L'intemperance est peste de la volupté, et la temperance n'est pas son fleau : c'est son
assaisonnement. Eudoxus, qui en establissoit le souverain bien, et ses
compaignons, qui la montarent à si haut prix, la savourerent en sa plus
gracieuse douceur, par le moyen de la temperance, qui fut en eux singuliere et
exemplaire. J'ordonne à mon ame de regarder et la douleur et la volupté, de
veuë pareillement reglée ("eodem enim vitio est effusio animi in lætitia, quo
in dolore contractio3") et pareillement ferme,
mais gayement l'une, l'autre
severement, et selon ce qu'elle y peut apporter, autant songneuse d'en
esteindre l'une que d'estendre l'autre. Le voir sainement les biens tire apres
soy le voir sainement les maux. Et la douleur a quelque chose de non evitable, en
son tendre commencement, et la volupté quelque chose d'evitable en sa fin
excessive. Platon les accouple, et veut que ce soit pareillement l'office de
la fortitude combatre à l'encontre de la douleur et à l'encontre des
immoderées et charmeresses blandices de la volupté. Ce sont deux fontaines ausquelles qui puise, d'où, quand et combien il faut, soit cité, soit homme,
soit beste, il est bien heureux. La premiere, il la faut prendre par medecine et
par necessité, plus escharsement; l'autre, par soif, mais non jusques à l'ivresse.
La douleur, la volupté, l'amour, la haine, sont les premieres choses que sent
un enfant; si, la raison survenant, elles s'appliquent à elle, cela c'est vertu.
J'ay un dictionaire tout à part moy : je passe le temps, quand il est mauvais et
incommode; quand il est bon, je ne le veux pas passer, je le retaste, je m'y
tiens. Il faut courir le mauvais, et se rassoir au bon. Cette fraze ordinaire de
passe-temps, et de passer le temps represente l'usage de ces prudentes gens,
qui ne pensent point avoir meilleur compte de leur vie que de la couler et
eschaper, de la passer, gauchir, et, autant qu'il est en eux, ignorer et fuir, comme chose de qualité ennuyeuse et desdaignable. Mais je la cognois autre, et
la trouve et prisable et commode, voyre en son dernier decours, où je la tiens;
et nous l'a nature mise en main, garnie de telles circonstances, et si
favorables, que nous n'avons à nous plaindre qu'à nous si elle nous presse et
si elle nous eschappe inutilement. Stulti vita ingrata est, trepida est, tota in
futurum fertur4. Je me compose pourtant à la perdre sans regret,
mais comme
perdable de sa condition, non comme moleste et importune. Aussi ne sied-il
proprement bien, de ne se desplaire à mourir qu'à ceux qui se plaisent à vivre.
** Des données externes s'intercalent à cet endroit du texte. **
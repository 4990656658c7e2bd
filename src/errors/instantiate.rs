use alloc::boxed::Box;

use super::dependency_resolver::ResolveErrorKind;

#[derive(thiserror::Error, Debug)]
pub enum InstantiateErrorKind {
    #[error("Constructor argument at position {index} wasn't injected")]
    MissingArgument { index: usize },
    #[error("Member `{member}` can't be injected")]
    UnknownMember { member: &'static str },
    #[error("Injected value has incorrect type, expected: {expected}")]
    IncorrectType { expected: &'static str },
    #[error(transparent)]
    Resolve(Box<ResolveErrorKind>),
    #[error(transparent)]
    Custom(#[from] anyhow::Error),
}

impl From<ResolveErrorKind> for InstantiateErrorKind {
    fn from(err: ResolveErrorKind) -> Self {
        Self::Resolve(Box::new(err))
    }
}
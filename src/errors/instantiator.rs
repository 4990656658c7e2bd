#[derive(thiserror::Error, Debug)]
pub enum InstantiatorErrorKind<DepsErr, FactoryErr> {
    #[error(transparent)]
    Deps(DepsErr),
    #[error(transparent)]
    Factory(FactoryErr),
}
use parking_lot::{Mutex, ReentrantMutex, ReentrantMutexGuard};

use crate::any::RcAny;

/// Cached value of a service record.
///
/// `value` is only locked for reads and writes of the pointer, never while a value is computed.
/// Computation is serialized by `computing`, which is reentrant so that a property handler
/// resolving the record it's being run for observes the already cached instance instead of deadlocking.
pub(crate) struct Cache {
    value: Mutex<Option<RcAny>>,
    computing: ReentrantMutex<()>,
}

impl Cache {
    #[inline]
    #[must_use]
    pub(crate) fn new() -> Self {
        Self {
            value: Mutex::new(None),
            computing: ReentrantMutex::new(()),
        }
    }

    #[inline]
    #[must_use]
    pub(crate) fn with_value(value: RcAny) -> Self {
        Self {
            value: Mutex::new(Some(value)),
            computing: ReentrantMutex::new(()),
        }
    }

    #[inline]
    #[must_use]
    pub(crate) fn get(&self) -> Option<RcAny> {
        self.value.lock().clone()
    }

    /// Stores the value unless another one was stored first.
    /// Returns the value that stays in the cache.
    #[inline]
    pub(crate) fn insert(&self, value: RcAny) -> RcAny {
        self.value.lock().get_or_insert(value).clone()
    }

    #[inline]
    #[must_use]
    pub(crate) fn take(&self) -> Option<RcAny> {
        self.value.lock().take()
    }

    #[inline]
    #[must_use]
    pub(crate) fn lock_computing(&self) -> ReentrantMutexGuard<'_, ()> {
        self.computing.lock()
    }
}

#[cfg(test)]
mod tests {
    extern crate std;

    use super::Cache;
    use crate::any::RcAny;

    use alloc::sync::Arc;

    #[test]
    fn test_first_insert_wins() {
        let cache = Cache::new();
        assert!(cache.get().is_none());

        let first: RcAny = Arc::new(1u8);
        let second: RcAny = Arc::new(2u8);

        let stored = cache.insert(first.clone());
        assert!(Arc::ptr_eq(&stored, &first));

        let stored = cache.insert(second);
        assert!(Arc::ptr_eq(&stored, &first));
        assert!(Arc::ptr_eq(&cache.get().unwrap(), &first));
    }

    #[test]
    fn test_take() {
        let cache = Cache::with_value(Arc::new(1u8));

        assert!(cache.take().is_some());
        assert!(cache.get().is_none());
        assert!(cache.take().is_none());
    }

    #[test]
    fn test_computing_is_reentrant() {
        let cache = Cache::new();

        let _outer = cache.lock_computing();
        let _inner = cache.lock_computing();
    }
}
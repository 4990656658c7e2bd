use alloc::{
    boxed::Box,
    sync::{Arc, Weak},
    vec::Vec,
};
use core::{
    any::TypeId,
    sync::atomic::{AtomicBool, Ordering},
};
use futures::future::join_all;
use parking_lot::Mutex;
use tracing::{debug, error, info_span, warn};

use crate::{
    any::{RcAny, TypeInfo},
    constructable::{Arguments, Injected, ProducedType},
    container_registry::{ContainerId, RegistryInner},
    errors::{FinalizeErrorKind, InstantiateErrorKind, InstantiatorErrorKind, ResolveErrorKind},
    handler::{HandlerEntry, InjectionPoint},
    identifier::Identifier,
    registry::{Registry, ServiceOptions, ServiceRecord},
    type_resolver::{resolve_to_type_wrapper, TypeResolver, TypeSource},
};

/// Isolated set of services and injection handlers.
///
/// Containers are created by a [`crate::ContainerRegistry`], which also owns the default container.
/// A container falls back to the services of the default container, so services declared once at
/// startup are available everywhere, and each container gets its own instance of container-scoped ones.
///
/// The handle is cheap to clone, all clones share the same services.
#[derive(Clone)]
pub struct Container {
    pub(crate) inner: Arc<ContainerInner>,
}

impl Container {
    #[must_use]
    pub(crate) fn new(id: ContainerId, registry: Weak<RegistryInner>, type_resolver: Arc<dyn TypeResolver>) -> Self {
        Self {
            inner: Arc::new(ContainerInner {
                id,
                registry,
                type_resolver,
                store: Mutex::new(Registry::default()),
                handlers: Mutex::new(Vec::new()),
                disposed: AtomicBool::new(false),
            }),
        }
    }

    #[inline]
    #[must_use]
    pub fn id(&self) -> &ContainerId {
        &self.inner.id
    }

    #[inline]
    #[must_use]
    pub fn is_disposed(&self) -> bool {
        self.inner.disposed.load(Ordering::Acquire)
    }

    /// Registers a service.
    ///
    /// A service that isn't [`ServiceOptions::multiple`] replaces the services registered before it under the same identifier.
    /// Singletons registered on a non-default container are stored in the default container and shared,
    /// so a singleton declared by several containers is computed once.
    ///
    /// # Errors
    /// - Returns [`ResolveErrorKind::ContainerDisposed`] if the container is disposed
    /// - Returns an error of the computation for [`ServiceOptions::eager`] services
    pub fn set(&self, options: ServiceOptions) -> Result<&Self, ResolveErrorKind> {
        let span = info_span!("set", identifier = %options.identifier(), container = %self.inner.id);
        let _guard = span.enter();

        self.check_disposed()?;

        let record = Arc::new(ServiceRecord::new(options));
        let record = match self.fallback_container() {
            Some(default) if record.is_singleton() => {
                let canonical = if record.config.multiple {
                    None
                } else {
                    default.inner.store.lock().get_singleton(&record.identifier)
                };
                let canonical = match canonical {
                    Some(canonical) => {
                        debug!("Singleton already registered in the default container");
                        canonical
                    }
                    None => {
                        default.inner.store.lock().insert(record.clone());
                        record
                    }
                };
                canonical.add_reference(self.inner.id.clone());
                self.inner.store.lock().insert(canonical.clone());
                canonical
            }
            _ => {
                if record.is_singleton() {
                    record.add_reference(self.inner.id.clone());
                }
                self.inner.store.lock().insert(record.clone());
                record
            }
        };

        if record.config.computes_eagerly() {
            debug!("Computing eagerly");
            self.resolve_record(&record)?;
        }

        Ok(self)
    }

    /// Gets a service by its type
    ///
    /// # Errors
    /// - Returns [`ResolveErrorKind::ServiceNotFound`] if no service is registered with the type
    /// - Returns [`ResolveErrorKind::IncorrectType`] if the service provides another type
    /// - Returns an error of the service computation
    #[inline]
    pub fn get<T: Send + Sync + 'static>(&self) -> Result<Arc<T>, ResolveErrorKind> {
        self.get_by(Identifier::of::<T>())
    }

    /// Gets a service by any identifier.
    /// If several services are registered under the identifier, the last registered one is returned.
    ///
    /// # Errors
    /// See [`Self::get`]
    #[inline]
    pub fn get_by<T: Send + Sync + 'static>(&self, identifier: impl Into<Identifier>) -> Result<Arc<T>, ResolveErrorKind> {
        self.get_any(&identifier.into()).and_then(downcast)
    }

    /// # Errors
    /// See [`Self::get`]
    pub fn get_any(&self, identifier: &Identifier) -> Result<RcAny, ResolveErrorKind> {
        let span = info_span!("get", %identifier, container = %self.inner.id);
        let _guard = span.enter();

        self.check_disposed()?;

        let record = self.find_record(identifier)?;
        self.resolve_record(&record)
    }

    /// Gets every service registered as [`ServiceOptions::multiple`] under the type, in registration order.
    /// If there are none, the single registered service is returned.
    ///
    /// # Errors
    /// See [`Self::get`]
    #[inline]
    pub fn get_many<T: Send + Sync + 'static>(&self) -> Result<Vec<Arc<T>>, ResolveErrorKind> {
        self.get_many_by(Identifier::of::<T>())
    }

    /// # Errors
    /// See [`Self::get`]
    #[inline]
    pub fn get_many_by<T: Send + Sync + 'static>(&self, identifier: impl Into<Identifier>) -> Result<Vec<Arc<T>>, ResolveErrorKind> {
        self.get_many_any(&identifier.into())?.into_iter().map(downcast).collect()
    }

    /// # Errors
    /// See [`Self::get`]
    pub fn get_many_any(&self, identifier: &Identifier) -> Result<Vec<RcAny>, ResolveErrorKind> {
        let span = info_span!("get_many", %identifier, container = %self.inner.id);
        let _guard = span.enter();

        self.check_disposed()?;

        let records = self.find_records(identifier)?;
        records.iter().map(|record| self.resolve_record(record)).collect()
    }

    /// Checks if a service is registered in this container, the default container isn't checked.
    ///
    /// # Errors
    /// Returns [`ResolveErrorKind::ContainerDisposed`] if the container is disposed
    pub fn has(&self, identifier: impl Into<Identifier>) -> Result<bool, ResolveErrorKind> {
        self.check_disposed()?;
        Ok(self.inner.store.lock().contains(&identifier.into()))
    }

    /// Removes every service registered under the identifier.
    /// Finalizers aren't called, cached values are dropped with their last reference.
    ///
    /// # Errors
    /// Returns [`ResolveErrorKind::ContainerDisposed`] if the container is disposed
    pub fn remove(&self, identifier: impl Into<Identifier>) -> Result<&Self, ResolveErrorKind> {
        self.check_disposed()?;

        let identifier = identifier.into();
        let removed = self.inner.store.lock().remove(&identifier);
        for record in removed.iter().flatten().filter(|record| record.is_singleton()) {
            record.remove_reference(&self.inner.id);
        }
        debug!(%identifier, container = %self.inner.id, "Removed");

        Ok(self)
    }

    /// Registers a handler that is run every time an instance of its target type is built by this container.
    /// Handlers registered on the default container are run by every container.
    ///
    /// # Errors
    /// Returns [`ResolveErrorKind::ContainerDisposed`] if the container is disposed
    pub fn register_handler(&self, handler: HandlerEntry) -> Result<&Self, ResolveErrorKind> {
        self.check_disposed()?;

        debug!(point = %handler.point, container = %self.inner.id, "Handler registered");
        self.inner.handlers.lock().push(handler);

        Ok(self)
    }

    /// Declares that the injection point receives the service of the type given by the source.
    ///
    /// # Errors
    /// Returns [`ResolveErrorKind::CannotInjectValue`] if the type of the point is unknown,
    /// or unconstrained like `dyn Any`
    #[inline]
    pub fn inject(&self, point: InjectionPoint, source: impl Into<TypeSource>) -> Result<&Self, ResolveErrorKind> {
        self.declare_injection(point, source.into(), false)
    }

    /// Declares that the injection point receives every service of the type given by the source, see [`Self::get_many`].
    ///
    /// # Errors
    /// See [`Self::inject`]
    #[inline]
    pub fn inject_many(&self, point: InjectionPoint, source: impl Into<TypeSource>) -> Result<&Self, ResolveErrorKind> {
        self.declare_injection(point, source.into(), true)
    }
}
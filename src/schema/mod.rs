//! Relational schema IR, its validator, and its Prisma writer.
//!
//! # Overview
//!
//! 1. **Core Types** (`definition.rs`):
//!    - `Application` → `File` → `Model`
//!    - `PrimaryField`, `ForeignField` (+ `Relation`), `PlainField`
//!    - `UniqueIndex`, `PlainIndex`, `GinIndex`
//!
//! 2. **Validation** (`validate/`): every structural rule, all findings collected.
//!
//! 3. **Relations** (`relations.rs`): mapping-name assignment before writing.
//!
//! 4. **Compilers** (`compilers/`): Prisma text per dialect.
//!
//! # Type Mapping
//!
//! | IR Type  | Prisma Type | Postgres attribute   |
//! |----------|-------------|----------------------|
//! | boolean  | Boolean     | -                    |
//! | int      | Int         | @db.Integer          |
//! | double   | Float       | @db.DoublePrecision  |
//! | string   | String      | -                    |
//! | datetime | DateTime    | @db.Timestamptz      |
//! | uuid     | String      | @db.Uuid             |
//! | uri      | String      | @db.VarChar(80000)   |

pub mod compilers;
pub mod definition;
pub mod relations;
pub mod validate;

pub use compilers::{write_schema, Dbms, PrismaCompiler};
pub use definition::{
    Application, File, ForeignField, GinIndex, Model, PlainField, PlainFieldType, PlainIndex,
    PrimaryField, Relation, UniqueIndex,
};
pub use validate::{normalize_primary_indexes, validate_schema, SchemaError};
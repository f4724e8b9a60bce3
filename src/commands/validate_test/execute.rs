use std::error::Error;

use serde::Serialize;

use super::ValidateTestCmd;
use crate::commands::Execute;
use crate::config::ConfigFile;
use crate::e2e::{validate_test_function, Document, Endpoint, TestCase, TestError};
use crate::input::read_json;

/// Result of the validate-test command execution
#[derive(Debug, Default, Serialize)]
pub struct ValidateTestResult {
    pub function_name: String,
    pub allowed: Vec<String>,
    pub valid: bool,
    pub errors: Vec<TestError>,
}

impl Execute for ValidateTestCmd {
    type Output = ValidateTestResult;

    fn execute(self, _config: &ConfigFile) -> Result<Self::Output, Box<dyn Error>> {
        let document: Document = read_json(&self.document)?;
        let case: TestCase = read_json(&self.function)?;

        let allowed: Vec<Endpoint> = if self.endpoints.is_empty() {
            case.scenario.allowed_endpoints()
        } else {
            self.endpoints
        };

        let errors = validate_test_function(&case.function, &document, &allowed);
        Ok(ValidateTestResult {
            function_name: case.scenario.function_name,
            allowed: allowed.iter().map(|e| e.to_string()).collect(),
            valid: errors.is_none(),
            errors: errors.unwrap_or_default(),
        })
    }
}
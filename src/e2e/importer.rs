//! Symbol-import table.
//!
//! Sub-compilers request external symbols while lowering; the table hands
//! back the local alias to reference and remembers the request. Rendering
//! happens once the whole function body has been compiled, so every symbol
//! is imported exactly once per output file.

use std::collections::{BTreeMap, HashMap};

use super::ast::{Expr, TypeNode};

/// How a symbol is brought into scope.
#[derive(Debug, Clone, Copy, PartialEq, Eq, Hash, PartialOrd, Ord)]
pub enum ImportKind {
    /// `import name from "lib"`
    Default,
    /// `import { name } from "lib"`
    Named,
    /// `import type { name } from "lib"`
    Type,
}

#[derive(Debug, Clone, PartialEq, Eq, Hash, PartialOrd, Ord)]
struct ImportKey {
    library: String,
    kind: ImportKind,
    name: String,
}

/// Per-file import table. Never shared across compilations.
#[derive(Debug, Default)]
pub struct Importer {
    aliases: HashMap<ImportKey, String>,
    /// Request order, for deterministic aliasing
    order: Vec<ImportKey>,
}

impl Importer {
    pub fn new() -> Self {
        Self::default()
    }

    /// Register `name` from `library` and return the identifier to use.
    ///
    /// The alias is the symbol name itself unless an earlier, different import
    /// already took that local name, in which case `name_1`, `name_2`, ... is
    /// used.
    pub fn external(&mut self, library: &str, kind: ImportKind, name: &str) -> String {
        let key = ImportKey {
            library: library.to_string(),
            kind,
            name: name.to_string(),
        };
        if let Some(alias) = self.aliases.get(&key) {
            return alias.clone();
        }

        let mut alias = name.to_string();
        let mut n = 1;
        while self.aliases.values().any(|taken| *taken == alias) {
            alias = format!("{}_{}", name, n);
            n += 1;
        }
        self.aliases.insert(key.clone(), alias.clone());
        self.order.push(key);
        alias
    }

    /// Expression referencing an imported value.
    pub fn value(&mut self, library: &str, kind: ImportKind, name: &str) -> Expr {
        Expr::Ident(self.external(library, kind, name))
    }

    /// Type node referencing a type-only import. Dotted names import their
    /// root (`IShoppingSale.ICreate` imports `IShoppingSale`).
    pub fn type_reference(&mut self, library: &str, type_name: &str) -> TypeNode {
        let (root, rest) = match type_name.split_once('.') {
            Some((root, rest)) => (root, Some(rest)),
            None => (type_name, None),
        };
        let alias = self.external(library, ImportKind::Type, root);
        match rest {
            Some(rest) => TypeNode::Ref(format!("{}.{}", alias, rest)),
            None => TypeNode::Ref(alias),
        }
    }

    pub fn is_empty(&self) -> bool {
        self.order.is_empty()
    }

    /// Render import declarations, one value import and one type import per
    /// library, libraries sorted by name.
    pub fn to_statements(&self) -> Vec<String> {
        let mut libraries: BTreeMap<&str, Vec<&ImportKey>> = BTreeMap::new();
        for key in &self.order {
            libraries.entry(key.library.as_str()).or_default().push(key);
        }

        let mut lines = Vec::new();
        for (library, keys) in libraries {
            let specifier = |key: &ImportKey| {
                let alias = &self.aliases[key];
                if *alias == key.name {
                    alias.clone()
                } else {
                    format!("{} as {}", key.name, alias)
                }
            };

            let default = keys
                .iter()
                .find(|k| k.kind == ImportKind::Default)
                .map(|k| self.aliases[*k].clone());
            let mut named: Vec<String> = keys
                .iter()
                .filter(|k| k.kind == ImportKind::Named)
                .map(|k| specifier(k))
                .collect();
            named.sort();
            let mut types: Vec<String> = keys
                .iter()
                .filter(|k| k.kind == ImportKind::Type)
                .map(|k| specifier(k))
                .collect();
            types.sort();

            let mut clauses = Vec::new();
            if let Some(default) = default {
                clauses.push(default);
            }
            if !named.is_empty() {
                clauses.push(format!("{{ {} }}", named.join(", ")));
            }
            if !clauses.is_empty() {
                lines.push(format!("import {} from \"{}\";", clauses.join(", "), library));
            }
            if !types.is_empty() {
                lines.push(format!(
                    "import type {{ {} }} from \"{}\";",
                    types.join(", "),
                    library
                ));
            }
        }
        lines
    }
}
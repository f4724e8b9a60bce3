//! Output formatting for write-schema results.

use super::execute::WriteSchemaResult;
use crate::output::Outputable;

impl Outputable for WriteSchemaResult {
    /// A single file prints bare; several are each headed by their name.
    fn to_table(&self) -> String {
        if self.files.len() == 1 {
            if let Some(text) = self.files.values().next() {
                return text.trim_end().to_string();
            }
        }
        self.files
            .iter()
            .map(|(name, text)| format!("// ==> {} <==\n{}", name, text.trim_end()))
            .collect::<Vec<_>>()
            .join("\n\n")
    }
}
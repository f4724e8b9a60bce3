//! Concrete syntax tree for the emitted test source.
//!
//! The compilers lower IR nodes into these types; `printer` renders them.
//! Only the constructs the lowerings need are modelled.

/// Expression node.
#[derive(Debug, Clone, PartialEq)]
pub enum Expr {
    Ident(String),
    Str(String),
    Num(f64),
    Bool(bool),
    Null,
    Undefined,
    Array(Vec<Expr>),
    Object(Vec<(String, Expr)>),
    Member {
        object: Box<Expr>,
        property: String,
        optional: bool,
    },
    Index {
        object: Box<Expr>,
        index: Box<Expr>,
        optional: bool,
    },
    Call {
        callee: Box<Expr>,
        type_args: Vec<TypeNode>,
        args: Vec<Expr>,
    },
    New {
        callee: Box<Expr>,
        args: Vec<Expr>,
    },
    Conditional {
        condition: Box<Expr>,
        when_true: Box<Expr>,
        when_false: Box<Expr>,
    },
    Binary {
        left: Box<Expr>,
        op: &'static str,
        right: Box<Expr>,
    },
    Prefix {
        op: &'static str,
        operand: Box<Expr>,
    },
    Postfix {
        operand: Box<Expr>,
        op: &'static str,
    },
    Arrow {
        is_async: bool,
        params: Vec<String>,
        body: ArrowBody,
    },
    Await(Box<Expr>),
}

#[derive(Debug, Clone, PartialEq)]
pub enum ArrowBody {
    Block(Vec<Stmt>),
    Expr(Box<Expr>),
}

#[derive(Debug, Clone, Copy, PartialEq, Eq)]
pub enum VarKind {
    Const,
    Let,
}

impl VarKind {
    pub fn as_str(&self) -> &'static str {
        match self {
            VarKind::Const => "const",
            VarKind::Let => "let",
        }
    }
}

/// Statement node.
#[derive(Debug, Clone, PartialEq)]
pub enum Stmt {
    Expr(Expr),
    VarDecl {
        kind: VarKind,
        name: String,
        type_ann: Option<TypeNode>,
        init: Option<Expr>,
    },
    If {
        condition: Expr,
        then_branch: Vec<Stmt>,
        else_branch: Option<Box<Stmt>>,
    },
    Block(Vec<Stmt>),
    Return(Option<Expr>),
    Throw(Expr),
}

/// Type annotation node.
#[derive(Debug, Clone, PartialEq)]
pub enum TypeNode {
    /// `number`, `string`, `boolean`, `null`, `void`
    Keyword(&'static str),
    /// Possibly dotted type name, e.g. `IShoppingSale.ICreate`
    Ref(String),
    Generic {
        name: String,
        args: Vec<TypeNode>,
    },
    Array(Box<TypeNode>),
    Union(Vec<TypeNode>),
    Intersection(Vec<TypeNode>),
    NumberLiteral(f64),
    StringLiteral(String),
}

impl Expr {
    pub fn ident(name: impl Into<String>) -> Self {
        Expr::Ident(name.into())
    }

    pub fn string(value: impl Into<String>) -> Self {
        Expr::Str(value.into())
    }

    /// Build `a.b.c` from a dotted path.
    pub fn dotted(path: &str) -> Self {
        let mut parts = path.split('.');
        let root = Expr::ident(parts.next().unwrap_or_default());
        parts.fold(root, |object, property| object.member(property))
    }

    pub fn member(self, property: impl Into<String>) -> Self {
        Expr::Member {
            object: Box::new(self),
            property: property.into(),
            optional: false,
        }
    }

    pub fn call(self, args: Vec<Expr>) -> Self {
        Expr::Call {
            callee: Box::new(self),
            type_args: vec![],
            args,
        }
    }

    pub fn call_with_types(self, type_args: Vec<TypeNode>, args: Vec<Expr>) -> Self {
        Expr::Call {
            callee: Box::new(self),
            type_args,
            args,
        }
    }

    pub fn awaited(self) -> Self {
        Expr::Await(Box::new(self))
    }

    pub fn async_arrow(params: Vec<String>, body: Vec<Stmt>) -> Self {
        Expr::Arrow {
            is_async: true,
            params,
            body: ArrowBody::Block(body),
        }
    }

    pub fn thunk(body: Expr) -> Self {
        Expr::Arrow {
            is_async: false,
            params: vec![],
            body: ArrowBody::Expr(Box::new(body)),
        }
    }
}

impl TypeNode {
    pub fn generic(name: impl Into<String>, args: Vec<TypeNode>) -> Self {
        TypeNode::Generic {
            name: name.into(),
            args,
        }
    }
}

#[cfg(test)]
mod tests {
    use super::*;

    #[test]
    fn test_dotted_builds_member_chain() {
        let expr = Expr::dotted("api.functional.sales.at");
        assert_eq!(
            expr,
            Expr::ident("api")
                .member("functional")
                .member("sales")
                .member("at")
        );
    }

    #[test]
    fn test_dotted_single_segment() {
        assert_eq!(Expr::dotted("connection"), Expr::ident("connection"));
    }
}
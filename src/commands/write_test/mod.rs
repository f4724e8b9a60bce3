mod execute;
mod output;

use std::path::PathBuf;

use clap::Args;

use crate::input::validate_file_exists;

/// Compile a test function IR into a TypeScript test file
#[derive(Args, Debug)]
#[command(after_help = "\
Examples:
  ir_compiler write-test -d swagger.json -t case.json
  ir_compiler write-test -d swagger.json -t case.json --api-package @acme/shop-api")]
pub struct WriteTestCmd {
    /// Path to the API document JSON
    #[arg(short, long, value_parser = validate_file_exists)]
    pub document: PathBuf,

    /// Path to the test case JSON (scenario and function)
    #[arg(short = 't', long = "function", value_parser = validate_file_exists)]
    pub function: PathBuf,

    /// SDK package to import from (defaults to the configured package)
    #[arg(long)]
    pub api_package: Option<String>,
}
Il y a du mesnage à la jouyr; je la jouis au double des autres, car la mesure
en la jouissance depend du plus ou moins d'application, que nous y prestons.
Principallement à cette heure que j'aperçoy la mienne si briefve en temps, je
la veux estendre en pois; je veux arrester la promptitude de sa fuite par la
promptitude de ma sesie, et par la vigueur de l'usage compenser la hastiveté de
son escoulement; à mesure que la possession du vivre est plus courte, il me
la faut rendre plus profonde et plus pleine.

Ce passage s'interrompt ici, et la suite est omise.